Collection entries:
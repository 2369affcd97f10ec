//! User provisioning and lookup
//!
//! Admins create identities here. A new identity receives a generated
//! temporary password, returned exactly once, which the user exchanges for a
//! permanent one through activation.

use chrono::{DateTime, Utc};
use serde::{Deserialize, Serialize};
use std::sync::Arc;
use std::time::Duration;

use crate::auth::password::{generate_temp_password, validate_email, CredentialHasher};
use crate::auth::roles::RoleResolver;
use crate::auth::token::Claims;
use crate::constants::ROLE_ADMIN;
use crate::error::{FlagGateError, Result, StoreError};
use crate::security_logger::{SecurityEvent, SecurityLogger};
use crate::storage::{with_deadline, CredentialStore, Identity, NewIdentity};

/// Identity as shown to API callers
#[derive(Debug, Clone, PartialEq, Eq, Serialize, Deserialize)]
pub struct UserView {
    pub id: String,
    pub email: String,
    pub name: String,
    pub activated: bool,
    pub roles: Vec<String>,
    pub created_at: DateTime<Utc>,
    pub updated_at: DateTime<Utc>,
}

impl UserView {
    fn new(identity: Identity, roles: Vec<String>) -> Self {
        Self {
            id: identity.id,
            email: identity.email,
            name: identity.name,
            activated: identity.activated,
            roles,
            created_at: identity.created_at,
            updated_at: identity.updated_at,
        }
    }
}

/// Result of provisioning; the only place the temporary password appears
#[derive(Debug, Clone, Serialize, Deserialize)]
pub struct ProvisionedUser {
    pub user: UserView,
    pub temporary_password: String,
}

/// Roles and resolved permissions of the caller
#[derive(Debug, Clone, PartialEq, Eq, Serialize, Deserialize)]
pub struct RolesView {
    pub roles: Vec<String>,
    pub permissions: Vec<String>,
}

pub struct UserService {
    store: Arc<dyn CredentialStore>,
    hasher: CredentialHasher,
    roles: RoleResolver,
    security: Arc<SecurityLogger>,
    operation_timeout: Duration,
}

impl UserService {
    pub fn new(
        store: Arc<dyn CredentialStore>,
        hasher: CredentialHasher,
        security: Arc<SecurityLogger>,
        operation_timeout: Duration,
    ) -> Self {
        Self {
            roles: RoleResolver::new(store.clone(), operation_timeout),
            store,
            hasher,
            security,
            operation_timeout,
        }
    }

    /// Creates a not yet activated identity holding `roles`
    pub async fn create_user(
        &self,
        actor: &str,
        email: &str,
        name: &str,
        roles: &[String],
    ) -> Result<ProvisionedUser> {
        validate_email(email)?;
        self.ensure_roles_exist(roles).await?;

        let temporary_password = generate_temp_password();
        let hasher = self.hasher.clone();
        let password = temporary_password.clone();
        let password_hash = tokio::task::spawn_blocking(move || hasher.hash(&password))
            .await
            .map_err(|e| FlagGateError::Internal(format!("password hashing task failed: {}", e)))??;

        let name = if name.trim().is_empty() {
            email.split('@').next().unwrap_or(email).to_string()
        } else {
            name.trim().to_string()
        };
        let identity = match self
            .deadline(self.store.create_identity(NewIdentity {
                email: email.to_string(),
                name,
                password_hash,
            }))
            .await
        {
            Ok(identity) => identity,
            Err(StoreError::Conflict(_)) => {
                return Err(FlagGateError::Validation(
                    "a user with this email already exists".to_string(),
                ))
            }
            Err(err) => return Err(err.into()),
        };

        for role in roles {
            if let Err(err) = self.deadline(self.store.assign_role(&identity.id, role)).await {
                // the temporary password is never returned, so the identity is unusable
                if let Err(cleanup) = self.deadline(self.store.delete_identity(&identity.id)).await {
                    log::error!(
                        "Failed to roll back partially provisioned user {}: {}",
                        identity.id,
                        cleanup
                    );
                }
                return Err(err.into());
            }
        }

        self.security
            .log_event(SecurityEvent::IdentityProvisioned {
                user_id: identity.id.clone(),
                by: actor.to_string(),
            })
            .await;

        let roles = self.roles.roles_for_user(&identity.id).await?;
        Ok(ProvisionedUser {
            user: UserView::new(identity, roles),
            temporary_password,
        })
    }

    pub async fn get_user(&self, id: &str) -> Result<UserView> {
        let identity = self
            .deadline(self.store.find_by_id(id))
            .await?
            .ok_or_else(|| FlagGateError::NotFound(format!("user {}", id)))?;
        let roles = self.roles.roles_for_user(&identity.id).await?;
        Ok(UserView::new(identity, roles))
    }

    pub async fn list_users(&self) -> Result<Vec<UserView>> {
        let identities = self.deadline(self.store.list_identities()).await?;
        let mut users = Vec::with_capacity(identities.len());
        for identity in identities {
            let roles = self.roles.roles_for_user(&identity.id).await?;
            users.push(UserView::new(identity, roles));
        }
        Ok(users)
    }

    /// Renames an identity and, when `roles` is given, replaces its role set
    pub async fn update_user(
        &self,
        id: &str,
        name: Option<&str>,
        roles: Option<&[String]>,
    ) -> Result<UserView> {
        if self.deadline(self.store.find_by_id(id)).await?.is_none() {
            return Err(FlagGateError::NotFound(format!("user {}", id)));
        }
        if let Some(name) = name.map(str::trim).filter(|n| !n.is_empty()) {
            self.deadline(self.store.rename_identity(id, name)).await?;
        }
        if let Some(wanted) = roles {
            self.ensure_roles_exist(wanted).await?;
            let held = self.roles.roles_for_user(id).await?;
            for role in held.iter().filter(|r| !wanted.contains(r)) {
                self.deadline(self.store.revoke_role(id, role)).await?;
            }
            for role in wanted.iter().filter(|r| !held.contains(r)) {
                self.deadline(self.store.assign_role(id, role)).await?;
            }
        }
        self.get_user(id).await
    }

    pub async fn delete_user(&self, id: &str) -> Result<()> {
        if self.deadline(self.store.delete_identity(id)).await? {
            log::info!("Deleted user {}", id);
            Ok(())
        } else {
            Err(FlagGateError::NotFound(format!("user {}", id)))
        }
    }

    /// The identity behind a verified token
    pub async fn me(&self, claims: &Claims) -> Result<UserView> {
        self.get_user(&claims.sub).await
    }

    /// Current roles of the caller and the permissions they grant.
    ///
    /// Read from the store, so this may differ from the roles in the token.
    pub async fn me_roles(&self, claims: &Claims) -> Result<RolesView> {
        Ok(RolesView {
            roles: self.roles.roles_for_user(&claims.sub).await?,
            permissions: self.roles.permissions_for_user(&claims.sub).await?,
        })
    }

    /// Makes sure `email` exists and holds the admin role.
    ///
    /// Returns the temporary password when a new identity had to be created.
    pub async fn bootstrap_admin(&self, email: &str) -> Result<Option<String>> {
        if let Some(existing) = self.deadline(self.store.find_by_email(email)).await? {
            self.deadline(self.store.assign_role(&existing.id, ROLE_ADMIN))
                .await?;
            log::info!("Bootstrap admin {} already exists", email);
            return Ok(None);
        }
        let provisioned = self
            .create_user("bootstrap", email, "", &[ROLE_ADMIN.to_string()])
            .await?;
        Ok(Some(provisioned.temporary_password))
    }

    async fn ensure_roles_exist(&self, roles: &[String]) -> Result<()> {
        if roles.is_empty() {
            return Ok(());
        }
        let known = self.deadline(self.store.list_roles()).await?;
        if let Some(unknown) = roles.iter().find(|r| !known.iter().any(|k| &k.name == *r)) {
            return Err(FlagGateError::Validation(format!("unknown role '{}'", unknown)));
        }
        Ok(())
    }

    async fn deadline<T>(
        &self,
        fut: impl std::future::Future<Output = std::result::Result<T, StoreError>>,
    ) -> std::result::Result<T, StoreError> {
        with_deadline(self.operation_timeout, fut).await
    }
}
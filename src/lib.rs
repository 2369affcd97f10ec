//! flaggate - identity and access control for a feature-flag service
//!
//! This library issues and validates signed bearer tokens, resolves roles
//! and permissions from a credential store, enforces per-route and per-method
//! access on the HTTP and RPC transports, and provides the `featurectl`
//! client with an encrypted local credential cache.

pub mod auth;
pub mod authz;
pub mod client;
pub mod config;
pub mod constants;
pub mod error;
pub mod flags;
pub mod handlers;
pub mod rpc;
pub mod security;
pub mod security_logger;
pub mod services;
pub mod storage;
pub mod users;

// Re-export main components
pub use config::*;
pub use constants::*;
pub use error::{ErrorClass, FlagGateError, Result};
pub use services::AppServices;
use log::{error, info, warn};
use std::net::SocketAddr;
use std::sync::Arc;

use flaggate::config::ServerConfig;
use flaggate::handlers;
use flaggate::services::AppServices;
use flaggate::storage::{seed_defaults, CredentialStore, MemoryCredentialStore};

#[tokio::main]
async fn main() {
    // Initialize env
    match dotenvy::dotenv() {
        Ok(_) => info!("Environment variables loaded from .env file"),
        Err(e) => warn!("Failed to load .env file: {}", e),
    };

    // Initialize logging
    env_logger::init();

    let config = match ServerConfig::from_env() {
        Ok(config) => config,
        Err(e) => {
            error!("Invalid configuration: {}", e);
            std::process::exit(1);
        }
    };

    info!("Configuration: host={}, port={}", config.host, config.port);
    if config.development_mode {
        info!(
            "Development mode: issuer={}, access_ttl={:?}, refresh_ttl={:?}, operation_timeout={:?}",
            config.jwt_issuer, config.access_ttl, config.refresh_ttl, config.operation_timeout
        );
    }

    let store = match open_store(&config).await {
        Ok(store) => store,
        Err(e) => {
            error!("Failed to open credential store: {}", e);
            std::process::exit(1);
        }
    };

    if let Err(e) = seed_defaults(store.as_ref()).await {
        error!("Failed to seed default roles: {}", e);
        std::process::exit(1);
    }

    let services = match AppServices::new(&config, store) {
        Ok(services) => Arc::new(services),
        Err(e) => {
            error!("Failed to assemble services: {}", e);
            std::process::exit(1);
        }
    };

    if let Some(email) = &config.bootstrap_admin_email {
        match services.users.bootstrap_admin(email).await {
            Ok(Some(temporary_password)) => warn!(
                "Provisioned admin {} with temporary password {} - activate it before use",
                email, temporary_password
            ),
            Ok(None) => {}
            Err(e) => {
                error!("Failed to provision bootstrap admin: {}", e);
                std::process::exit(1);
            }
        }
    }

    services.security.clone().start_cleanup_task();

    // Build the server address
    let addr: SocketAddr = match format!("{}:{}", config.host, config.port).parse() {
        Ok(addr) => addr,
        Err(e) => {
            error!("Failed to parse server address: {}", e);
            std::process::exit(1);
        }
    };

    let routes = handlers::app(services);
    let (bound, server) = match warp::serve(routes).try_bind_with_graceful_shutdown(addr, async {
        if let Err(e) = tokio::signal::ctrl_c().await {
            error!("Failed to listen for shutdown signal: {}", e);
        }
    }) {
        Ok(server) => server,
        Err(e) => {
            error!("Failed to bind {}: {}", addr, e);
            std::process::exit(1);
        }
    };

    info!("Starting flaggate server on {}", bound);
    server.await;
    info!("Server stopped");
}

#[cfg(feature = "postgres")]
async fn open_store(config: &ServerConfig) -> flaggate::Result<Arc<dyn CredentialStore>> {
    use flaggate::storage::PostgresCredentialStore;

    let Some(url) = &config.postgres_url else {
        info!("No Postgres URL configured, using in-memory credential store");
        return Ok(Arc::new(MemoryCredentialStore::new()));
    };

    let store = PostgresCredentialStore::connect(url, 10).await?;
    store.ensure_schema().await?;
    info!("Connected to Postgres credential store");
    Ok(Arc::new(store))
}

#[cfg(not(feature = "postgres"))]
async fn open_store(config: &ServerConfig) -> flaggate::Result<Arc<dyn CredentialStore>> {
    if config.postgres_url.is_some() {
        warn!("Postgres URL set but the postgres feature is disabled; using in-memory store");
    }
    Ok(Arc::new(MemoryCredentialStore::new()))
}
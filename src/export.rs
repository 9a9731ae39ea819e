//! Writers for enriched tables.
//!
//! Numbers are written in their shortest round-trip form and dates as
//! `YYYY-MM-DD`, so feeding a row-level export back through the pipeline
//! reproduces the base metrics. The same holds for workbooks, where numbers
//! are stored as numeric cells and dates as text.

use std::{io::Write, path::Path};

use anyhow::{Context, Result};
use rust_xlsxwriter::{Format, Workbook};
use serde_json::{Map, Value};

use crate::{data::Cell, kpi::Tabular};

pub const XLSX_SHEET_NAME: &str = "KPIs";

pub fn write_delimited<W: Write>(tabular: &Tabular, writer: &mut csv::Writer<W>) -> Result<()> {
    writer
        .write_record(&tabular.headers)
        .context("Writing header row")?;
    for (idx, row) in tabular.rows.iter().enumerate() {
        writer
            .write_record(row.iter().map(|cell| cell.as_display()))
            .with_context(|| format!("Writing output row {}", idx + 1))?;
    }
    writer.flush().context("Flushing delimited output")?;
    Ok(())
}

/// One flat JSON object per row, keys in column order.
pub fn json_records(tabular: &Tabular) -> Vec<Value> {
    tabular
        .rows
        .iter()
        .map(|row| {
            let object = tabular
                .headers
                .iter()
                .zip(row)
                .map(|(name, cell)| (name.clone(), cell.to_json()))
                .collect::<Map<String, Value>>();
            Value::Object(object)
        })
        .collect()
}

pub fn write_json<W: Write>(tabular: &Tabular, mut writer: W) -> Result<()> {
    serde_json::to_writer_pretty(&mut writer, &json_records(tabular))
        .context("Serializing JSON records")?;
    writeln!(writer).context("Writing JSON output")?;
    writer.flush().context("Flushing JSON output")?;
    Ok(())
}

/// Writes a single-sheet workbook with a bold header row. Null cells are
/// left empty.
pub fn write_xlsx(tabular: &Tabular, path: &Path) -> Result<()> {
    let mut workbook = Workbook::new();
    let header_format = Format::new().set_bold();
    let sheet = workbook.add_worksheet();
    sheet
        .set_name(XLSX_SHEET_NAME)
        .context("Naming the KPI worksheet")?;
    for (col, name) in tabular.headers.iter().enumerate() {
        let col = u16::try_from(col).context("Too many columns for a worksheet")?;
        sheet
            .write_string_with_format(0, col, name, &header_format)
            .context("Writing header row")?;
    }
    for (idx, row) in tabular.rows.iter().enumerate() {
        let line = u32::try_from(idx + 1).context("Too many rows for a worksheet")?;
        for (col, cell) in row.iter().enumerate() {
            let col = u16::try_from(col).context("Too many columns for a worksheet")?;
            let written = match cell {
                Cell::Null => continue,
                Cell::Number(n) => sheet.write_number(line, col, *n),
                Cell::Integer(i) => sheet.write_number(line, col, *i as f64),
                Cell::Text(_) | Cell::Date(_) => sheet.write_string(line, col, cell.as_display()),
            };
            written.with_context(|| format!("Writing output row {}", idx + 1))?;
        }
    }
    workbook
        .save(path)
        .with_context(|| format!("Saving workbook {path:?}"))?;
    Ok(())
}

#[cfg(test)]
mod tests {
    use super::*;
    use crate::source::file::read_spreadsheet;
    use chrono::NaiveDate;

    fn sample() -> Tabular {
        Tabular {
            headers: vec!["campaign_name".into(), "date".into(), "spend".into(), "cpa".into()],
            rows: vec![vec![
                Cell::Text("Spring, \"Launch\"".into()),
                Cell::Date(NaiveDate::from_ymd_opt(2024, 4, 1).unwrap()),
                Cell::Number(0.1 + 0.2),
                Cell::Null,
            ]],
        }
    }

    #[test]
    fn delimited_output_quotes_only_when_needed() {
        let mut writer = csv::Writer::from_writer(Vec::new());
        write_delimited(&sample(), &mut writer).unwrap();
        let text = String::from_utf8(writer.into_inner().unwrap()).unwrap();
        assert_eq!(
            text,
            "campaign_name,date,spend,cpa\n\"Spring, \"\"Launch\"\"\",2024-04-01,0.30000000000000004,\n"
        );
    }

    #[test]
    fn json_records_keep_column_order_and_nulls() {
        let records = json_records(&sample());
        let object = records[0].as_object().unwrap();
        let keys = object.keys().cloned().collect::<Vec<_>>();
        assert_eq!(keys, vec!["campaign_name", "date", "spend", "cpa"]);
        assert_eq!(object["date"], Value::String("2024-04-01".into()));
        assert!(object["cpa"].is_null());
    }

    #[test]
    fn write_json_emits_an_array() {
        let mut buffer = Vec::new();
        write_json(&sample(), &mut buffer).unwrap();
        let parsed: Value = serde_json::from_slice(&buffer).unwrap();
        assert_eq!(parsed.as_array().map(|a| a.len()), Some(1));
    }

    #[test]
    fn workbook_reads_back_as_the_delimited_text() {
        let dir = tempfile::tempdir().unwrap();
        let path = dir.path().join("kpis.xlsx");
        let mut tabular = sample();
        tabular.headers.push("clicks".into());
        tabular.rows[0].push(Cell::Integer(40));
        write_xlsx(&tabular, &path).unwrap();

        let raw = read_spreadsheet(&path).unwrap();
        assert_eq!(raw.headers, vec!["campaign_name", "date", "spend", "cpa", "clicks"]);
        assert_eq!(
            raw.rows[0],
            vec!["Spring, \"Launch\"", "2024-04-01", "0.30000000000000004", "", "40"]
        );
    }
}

**Brief**
Reproduce the lines above, beginning at the line with "let written = match" and stopping after the line with "Cell::Integer(i) => sheet.write_number(line, col, *i", exactly as they are.

**Completed exercise**
            let written = match cell {
                Cell::Null => continue,
                Cell::Number(n) => sheet.write_number(line, col, *n),
                Cell::Integer(i) => sheet.write_number(line, col, *i as f64),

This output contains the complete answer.